В районе Нового Арбата автомобиль свернул налево, в один из переулков, зажатый между высотными домами, и встал у шестиэтажного особняка прошлого века с вычурными эркерами. Наступила оттепель, с крыш капало, небо было низким и туманным.

Орлов выключил фары, оба вышли из машины и проследовали в крайний подъезд. По широкому пролету чугунной лестницы поднялись на гранитную площадку второго этажа, куда выходили две высокие обитые дерматином двери.

Филатов нажал медную кнопку звонка на правой, внутри несколько раз звякнуло.

Через минуту одна створка отворилась, за ней в махровом халате и шлепанцах горбился Увалов.

– Проходите, ребята, – сказал он больным голосом и пошаркал в глубину квартиры.
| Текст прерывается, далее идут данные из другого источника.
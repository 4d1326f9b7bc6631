//
// Copyright (c) Dell Inc., or its subsidiaries. All Rights Reserved.
//
// Licensed under the Apache License, Version 2.0 (the "License");
// you may not use this file except in compliance with the License.
// You may obtain a copy of the License at
//
// http://www.apache.org/licenses/LICENSE-2.0
//

use serde::{de::DeserializeOwned, Serialize};
use std::marker::PhantomData;

use crate::error::{IllegalArgument, RevisionedStreamError};

/// Symmetric serialize/deserialize pair injected into the client. Must be
/// deterministic and produce output no larger than the configured
/// `max_record_size`; the client does not retry or patch up serializer
/// failures.
pub trait Serializer<T> {
    fn serialize(&self, value: &T) -> Result<Vec<u8>, RevisionedStreamError>;
    fn deserialize(&self, bytes: &[u8]) -> Result<T, RevisionedStreamError>;
}

/// Default serializer backed by CBOR, the way the donor crate defaults its
/// own `TableMap` key/value encoding to a compact binary format (there,
/// `bincode2`; here, `serde_cbor`, already a root dependency of the donor).
#[derive(Debug, Clone, Copy, Default)]
pub struct CborSerializer<T> {
    _marker: PhantomData<T>,
}

impl<T> CborSerializer<T> {
    pub fn new() -> Self {
        CborSerializer { _marker: PhantomData }
    }
}

impl<T> Serializer<T> for CborSerializer<T>
where
    T: Serialize + DeserializeOwned,
{
    fn serialize(&self, value: &T) -> Result<Vec<u8>, RevisionedStreamError> {
        serde_cbor::to_vec(value).map_err(|e| {
            IllegalArgument {
                operation: "serialize value",
                error_msg: e.to_string(),
            }
            .build()
        })
    }

    fn deserialize(&self, bytes: &[u8]) -> Result<T, RevisionedStreamError> {
        serde_cbor::from_slice(bytes).map_err(|e| {
            IllegalArgument {
                operation: "deserialize value",
                error_msg: e.to_string(),
            }
            .build()
        })
    }
}
//! Router configuration.
//!
//! This module creates the main Axum router that combines all endpoints.

use axum::{
    extract::State,
    http::{
        header::{AUTHORIZATION, CONTENT_TYPE, EXPIRES},
        HeaderValue, Method, StatusCode,
    },
    middleware,
    response::Json,
    routing::get,
    Router,
};
use serde::Serialize;
use tower_http::cors::{AllowOrigin, CorsLayer};
use tower_http::trace::TraceLayer;

use folio_api::{auth_router, bearer_gate};

use crate::config::ServerConfig;
use crate::state::AppState;

/// Creates the main application router.
///
/// Every route sits behind the bearer gate, so handlers mounted here can
/// read the authentication flag and admin routes can add
/// `require_authenticated`.
pub fn create_router(state: AppState) -> Router {
    let health = Router::new()
        .route("/health", get(health_check))
        .route("/health/live", get(liveness_check))
        .route("/health/ready", get(readiness_check))
        .with_state(state.clone());

    let auth = auth_router().with_state(state.auth.clone());

    Router::new()
        .route("/", get(root))
        .merge(health)
        .merge(auth)
        .layer(middleware::from_fn_with_state(state.auth.clone(), bearer_gate))
        .layer(TraceLayer::new_for_http())
        .layer(cors_layer(&state.config))
}

/// CORS for the site front end.
///
/// `ServerConfig::validate` rejects unparsable origins; should one slip
/// through anyway, no cross-origin request is allowed.
fn cors_layer(config: &ServerConfig) -> CorsLayer {
    let origin = match config.cors_origin.as_deref() {
        Some(origin) => HeaderValue::from_str(origin).map_or_else(
            |_| AllowOrigin::list(std::iter::empty::<HeaderValue>()),
            AllowOrigin::exact,
        ),
        None => AllowOrigin::any(),
    };

    CorsLayer::new()
        .allow_origin(origin)
        .allow_methods([
            Method::GET,
            Method::POST,
            Method::PUT,
            Method::DELETE,
            Method::OPTIONS,
        ])
        .allow_headers([AUTHORIZATION, CONTENT_TYPE])
        .expose_headers([EXPIRES])
}

/// Root endpoint handler.
async fn root() -> &'static str {
    "Alive"
}

/// Health check response.
#[derive(Serialize)]
pub struct HealthResponse {
    status: &'static str,
    #[serde(skip_serializing_if = "Option::is_none")]
    version: Option<String>,
}

/// Basic health check.
async fn health_check() -> Json<HealthResponse> {
    Json(HealthResponse {
        status: "healthy",
        version: Some(env!("CARGO_PKG_VERSION").to_string()),
    })
}

/// Liveness probe.
async fn liveness_check() -> StatusCode {
    StatusCode::OK
}

/// Readiness probe: the OTP secret must be readable.
async fn readiness_check(State(state): State<AppState>) -> StatusCode {
    match state.auth.login.store().secret().await {
        Ok(_) => StatusCode::OK,
        Err(e) => {
            tracing::warn!(error = %e, "readiness check failed");
            StatusCode::SERVICE_UNAVAILABLE
        }
    }
}
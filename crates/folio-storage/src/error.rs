//! Storage error types.

use thiserror::Error;

/// Errors that can occur during storage operations.
#[derive(Debug, Error)]
pub enum StorageError {
    /// A record that must be unique already exists.
    #[error("{0} already exists")]
    AlreadyExists(&'static str),

    /// Stored data could not be interpreted.
    #[error("Invalid data: {0}")]
    InvalidData(String),

    /// Filesystem error.
    #[error("I/O error: {0}")]
    Io(String),

    /// Database connection error.
    #[error("Database connection error: {0}")]
    Connection(String),

    /// Database query error.
    #[error("Database query error: {0}")]
    Query(String),
}

impl StorageError {
    /// Checks if this is a uniqueness violation.
    #[must_use]
    pub const fn is_already_exists(&self) -> bool {
        matches!(self, Self::AlreadyExists(_))
    }
}

impl From<std::io::Error> for StorageError {
    fn from(err: std::io::Error) -> Self {
        Self::Io(err.to_string())
    }
}

/// Result type for storage operations.
pub type StorageResult<T> = Result<T, StorageError>;

#[cfg(test)]
mod tests {
    use super::*;

    #[test]
    fn already_exists_error() {
        let err = StorageError::AlreadyExists("OTP secret");
        assert!(err.is_already_exists());
        assert_eq!(err.to_string(), "OTP secret already exists");
    }

    #[test]
    fn io_error_conversion() {
        let io = std::io::Error::new(std::io::ErrorKind::PermissionDenied, "denied");
        let err = StorageError::from(io);
        assert!(!err.is_already_exists());
        assert!(err.to_string().contains("denied"));
    }
}
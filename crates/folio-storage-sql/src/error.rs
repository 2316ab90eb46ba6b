//! SQL storage error conversion.

use folio_storage::StorageError;
use sqlx::Error as SqlxError;

/// Converts a `SQLx` error to a storage error.
#[allow(clippy::needless_pass_by_value)]
pub fn from_sqlx_error(err: SqlxError) -> StorageError {
    match err {
        SqlxError::Database(db_err) if db_err.is_unique_violation() => {
            StorageError::AlreadyExists("OTP secret")
        }
        SqlxError::Database(db_err) => StorageError::Query(db_err.to_string()),
        SqlxError::ColumnDecode { .. } | SqlxError::Decode(_) => {
            StorageError::InvalidData(err.to_string())
        }
        SqlxError::PoolTimedOut => StorageError::Connection("Connection pool timeout".to_string()),
        SqlxError::PoolClosed => StorageError::Connection("Connection pool closed".to_string()),
        SqlxError::Io(_) | SqlxError::Tls(_) => StorageError::Connection(err.to_string()),
        _ => StorageError::Query(err.to_string()),
    }
}
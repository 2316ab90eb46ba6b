//! RFC 4648 base32 (standard alphabet).
//!
//! Encoding never emits padding. Decoding is lenient about what humans and
//! authenticator apps do to secrets: lowercase letters, embedded spaces and
//! trailing `=` padding are all accepted.

use crate::error::{CryptoError, CryptoResult};

const ALPHABET: &[u8; 32] = b"ABCDEFGHIJKLMNOPQRSTUVWXYZ234567";

/// Encodes bytes as unpadded base32.
#[must_use]
pub fn encode(data: &[u8]) -> String {
    let mut out = String::with_capacity(data.len().div_ceil(5) * 8);
    let mut buffer: u64 = 0;
    let mut bits = 0u32;

    for &byte in data {
        buffer = (buffer << 8) | u64::from(byte);
        bits += 8;
        while bits >= 5 {
            bits -= 5;
            let index = ((buffer >> bits) & 0x1f) as usize;
            out.push(char::from(ALPHABET[index]));
        }
    }

    if bits > 0 {
        let index = ((buffer << (5 - bits)) & 0x1f) as usize;
        out.push(char::from(ALPHABET[index]));
    }

    out
}

/// Decodes base32 text.
///
/// # Errors
///
/// Returns `CryptoError::InvalidEncoding` on characters outside the alphabet
/// or on a length no encoder could have produced.
pub fn decode(input: &str) -> CryptoResult<Vec<u8>> {
    let cleaned: Vec<u8> = input
        .bytes()
        .filter(|b| !b.is_ascii_whitespace())
        .collect();
    let trimmed = match cleaned.iter().rposition(|&b| b != b'=') {
        Some(last) => &cleaned[..=last],
        None => &cleaned[..0],
    };

    // 1, 3 and 6 trailing characters cannot come out of a 5-bit grouping.
    if matches!(trimmed.len() % 8, 1 | 3 | 6) {
        return Err(CryptoError::InvalidEncoding(format!(
            "length {} is not a valid base32 length",
            trimmed.len()
        )));
    }

    let mut out = Vec::with_capacity(trimmed.len() * 5 / 8);
    let mut buffer: u64 = 0;
    let mut bits = 0u32;

    for &c in trimmed {
        let value = decode_char(c).ok_or_else(|| {
            CryptoError::InvalidEncoding(format!("character {:?}", char::from(c)))
        })?;
        buffer = (buffer << 5) | u64::from(value);
        bits += 5;
        if bits >= 8 {
            bits -= 8;
            out.push(((buffer >> bits) & 0xff) as u8);
        }
    }

    Ok(out)
}

fn decode_char(c: u8) -> Option<u8> {
    match c.to_ascii_uppercase() {
        c @ b'A'..=b'Z' => Some(c - b'A'),
        c @ b'2'..=b'7' => Some(c - b'2' + 26),
        _ => None,
    }
}
//! Keyed hashing.
//!
//! HMAC-SHA-1 is only exposed because RFC 6238 authenticators still default
//! to it. Nothing in folio signs data with it.

use aws_lc_rs::hmac;

fn sign(algorithm: hmac::Algorithm, key: &[u8], data: &[u8]) -> Vec<u8> {
    let key = hmac::Key::new(algorithm, key);
    hmac::sign(&key, data).as_ref().to_vec()
}

/// Computes HMAC-SHA-1 of `data` under `key`.
#[must_use]
pub fn hmac_sha1(key: &[u8], data: &[u8]) -> Vec<u8> {
    sign(hmac::HMAC_SHA1_FOR_LEGACY_USE_ONLY, key, data)
}

/// Computes HMAC-SHA-256 of `data` under `key`.
#[must_use]
pub fn hmac_sha256(key: &[u8], data: &[u8]) -> Vec<u8> {
    sign(hmac::HMAC_SHA256, key, data)
}

/// Computes HMAC-SHA-512 of `data` under `key`.
#[must_use]
pub fn hmac_sha512(key: &[u8], data: &[u8]) -> Vec<u8> {
    sign(hmac::HMAC_SHA512, key, data)
}
//! Login and key management handlers.

use axum::{
    body::Bytes,
    extract::State,
    http::{
        header::{CONTENT_TYPE, EXPIRES},
        HeaderMap, HeaderValue, StatusCode,
    },
    middleware,
    response::{IntoResponse, Response},
    routing::{delete, get, post},
    Json, Router,
};

use crate::auth::{require_authenticated, Authentication};
use crate::dto::{AuthStatus, LoginRequest, LoginResponse};
use crate::error::{ApiError, ApiResult};
use crate::state::AuthState;

/// Creates the auth router.
///
/// The bearer gate is not part of this router; install it once around the
/// whole application so every route sees the authentication flag.
pub fn auth_router() -> Router<AuthState> {
    let admin = Router::new()
        .route("/auth/keys", delete(revoke_keys))
        .route_layer(middleware::from_fn(require_authenticated));

    Router::new()
        .route("/auth", post(login))
        .route("/auth/status", get(auth_status))
        .merge(admin)
}

/// POST /auth - Exchange a one-time password for an API key
///
/// JSON requests get a JSON answer; anything else is treated as the bare
/// code in plain text and answered with the bare key.
async fn login(
    State(state): State<AuthState>,
    headers: HeaderMap,
    body: Bytes,
) -> ApiResult<Response> {
    let json = is_json(&headers);

    let code = if json {
        serde_json::from_slice::<LoginRequest>(&body)
            .map_err(|e| ApiError::BadRequest(e.to_string()))?
            .otp_token
    } else {
        String::from_utf8(body.to_vec())
            .map_err(|_| ApiError::BadRequest("body is not valid UTF-8".to_string()))?
    };

    let api_key = state.login.login(&code).await?;
    let expires = expires_header(&state);

    let mut response = if json {
        Json(LoginResponse { api_key }).into_response()
    } else {
        api_key.into_response()
    };
    if let Some(expires) = expires {
        response.headers_mut().insert(EXPIRES, expires);
    }
    Ok(response)
}

/// GET /auth/status - Report whether the caller is authenticated
async fn auth_status(auth: Authentication) -> Json<AuthStatus> {
    Json(AuthStatus {
        authenticated: auth.is_authenticated(),
    })
}

/// DELETE /auth/keys - Revoke every issued key
async fn revoke_keys(State(state): State<AuthState>) -> StatusCode {
    state.cache().clear();
    tracing::info!("all API keys revoked");
    StatusCode::NO_CONTENT
}

fn is_json(headers: &HeaderMap) -> bool {
    headers
        .get(CONTENT_TYPE)
        .and_then(|v| v.to_str().ok())
        .and_then(|v| v.split(';').next())
        .is_some_and(|mime| mime.trim().eq_ignore_ascii_case("application/json"))
}

/// RFC 3339 timestamp at which the key bucket lapses.
fn expires_header(state: &AuthState) -> Option<HeaderValue> {
    let ttl = chrono::Duration::from_std(state.cache().remaining_ttl()?).ok()?;
    let at = chrono::Utc::now().checked_add_signed(ttl)?;
    HeaderValue::from_str(&at.to_rfc3339_opts(chrono::SecondsFormat::Secs, true)).ok()
}
//! # folio-storage
//!
//! Storage abstraction for the admin OTP secret.
//!
//! Exactly one secret record exists per deployment. [`SecretProvider`] is
//! the interface the auth core reads it through; backends:
//!
//! - [`FileSecretProvider`] - a single file with owner-only permissions
//! - [`InMemorySecretProvider`] - volatile, for tests and throwaway runs
//! - `PgSecretProvider` in `folio-storage-sql` - one row in Postgres

#![forbid(unsafe_code)]
#![warn(missing_docs)]

pub mod error;
pub mod file;
pub mod memory;
pub mod secret;

pub use error::{StorageError, StorageResult};
pub use file::FileSecretProvider;
pub use memory::InMemorySecretProvider;
pub use secret::{SecretProvider, SecretRecord};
Сняв в прихожей верхнюю одежду, гости уселись в кресла, а хозяин, кривясь, прилег на тахту и рассказал следующее.

Джуна была одной из его приятельниц и жила в соседнем подъезде, имея там обширные апартаменты. Вечером, когда отставник вернулся домой с очередной партийной встречи, по телефону пригласила его в гости. Мол, познакомлю с интересными людьми.

Ими оказались несколько атаманов с Дона (казачество входило в моду), заехавших выразить «ассирийской царице» свое почтение. Стол ломился от цимлянского и всяческих закусок, провозглашая очередной тост, сыны степей дружно орали: «Любо!»

Затем хозяйка на время отлучилась, а между гостями возник конфликт. Пришедший отказался пить за Ельцина, поскольку был непримиримый коммунист, старший из атаманов сгреб его за грудки, и завязалась драка. На шум поспешил охранник Джуны и, не разобравшись в обстановке, вырубил Увалова несколькими ударами.

– Очнулся я уже на улице, – продолжил Анатолий, – встал, кое-как добрел до своего подъезда, поднялся в квартиру и вызвал «Скорую». Фельдшер установил переломы двух ребер и предложил госпитализацию, я отказался. Бывало и хуже. Тот сделал укол, отметку в журнале и уехал, после чего я позвонил в милицию, она тут рядом.

Приехали капитан с сержантом, стали разбираться. Но когда узнали, что все случилось в квартире Джуны, заявление принять отказались. Мол, это бытовая ссора, сами разбирайтесь, в крайнем случае – обращайтесь в суд. Когда же я стал настаивать, капитан сказал: «Сбавь обороты, папаша. А то посадим в обезьянник». Это же беспредел, ребята, – тяжело закашлялся Увалов.

Орлов налил и протянул ему стакан воды из стоявшей рядом на тумбочке бутылки, Увалов, выпив, вернул и промокнул лоб влажным полотенцем.

Филатов с минуту молчал, принимая решение, а затем спросил:

– Где у тебя телефон, Толя?

– На кухне, на подоконнике.

Тот встал с кресла и вышел, прикрыв за собой дверь. Через несколько минут вернулся, снова сел:

– Щас приедут.

Вскоре действительно нарисовались двое: заместитель начальника УВД Москвы, полковник, а с ним бледный майор, начальник отделения на Арбате. Они извинились за действия своих сотрудников, после чего майор лично принял заявление. Когда уехали, Филатов наклонился к Увалову:

– Может, Толя, мы все-таки отправим тебя в больницу?

– Нет, мне уже лучше, – бледно улыбнулся тот. – Спасибо, ребята, вы настоящие друзья.

– Обойдемся без высоких фраз, – хмыкнул Орлов.

– И поменьше общайся с политиками и астрологами, – добавил Филатов. – Кстати, а где твои? Ни жены, ни сына?

– Жена на симпозиуме в Польше, а Олег на спортивных сборах.

Распрощавшись, оба покинули квартиру, спустились вниз по лестнице и вышли из подъезда. На дворе стояла ночь, фонари горели ярче, со стороны театра Вахтангова доносилась песня.

Ах, Арбат, мой Арбат, ты – мое призвание,
Ты – и радость моя, и моя беда,

– под гитарные переборы грустил уличный бард.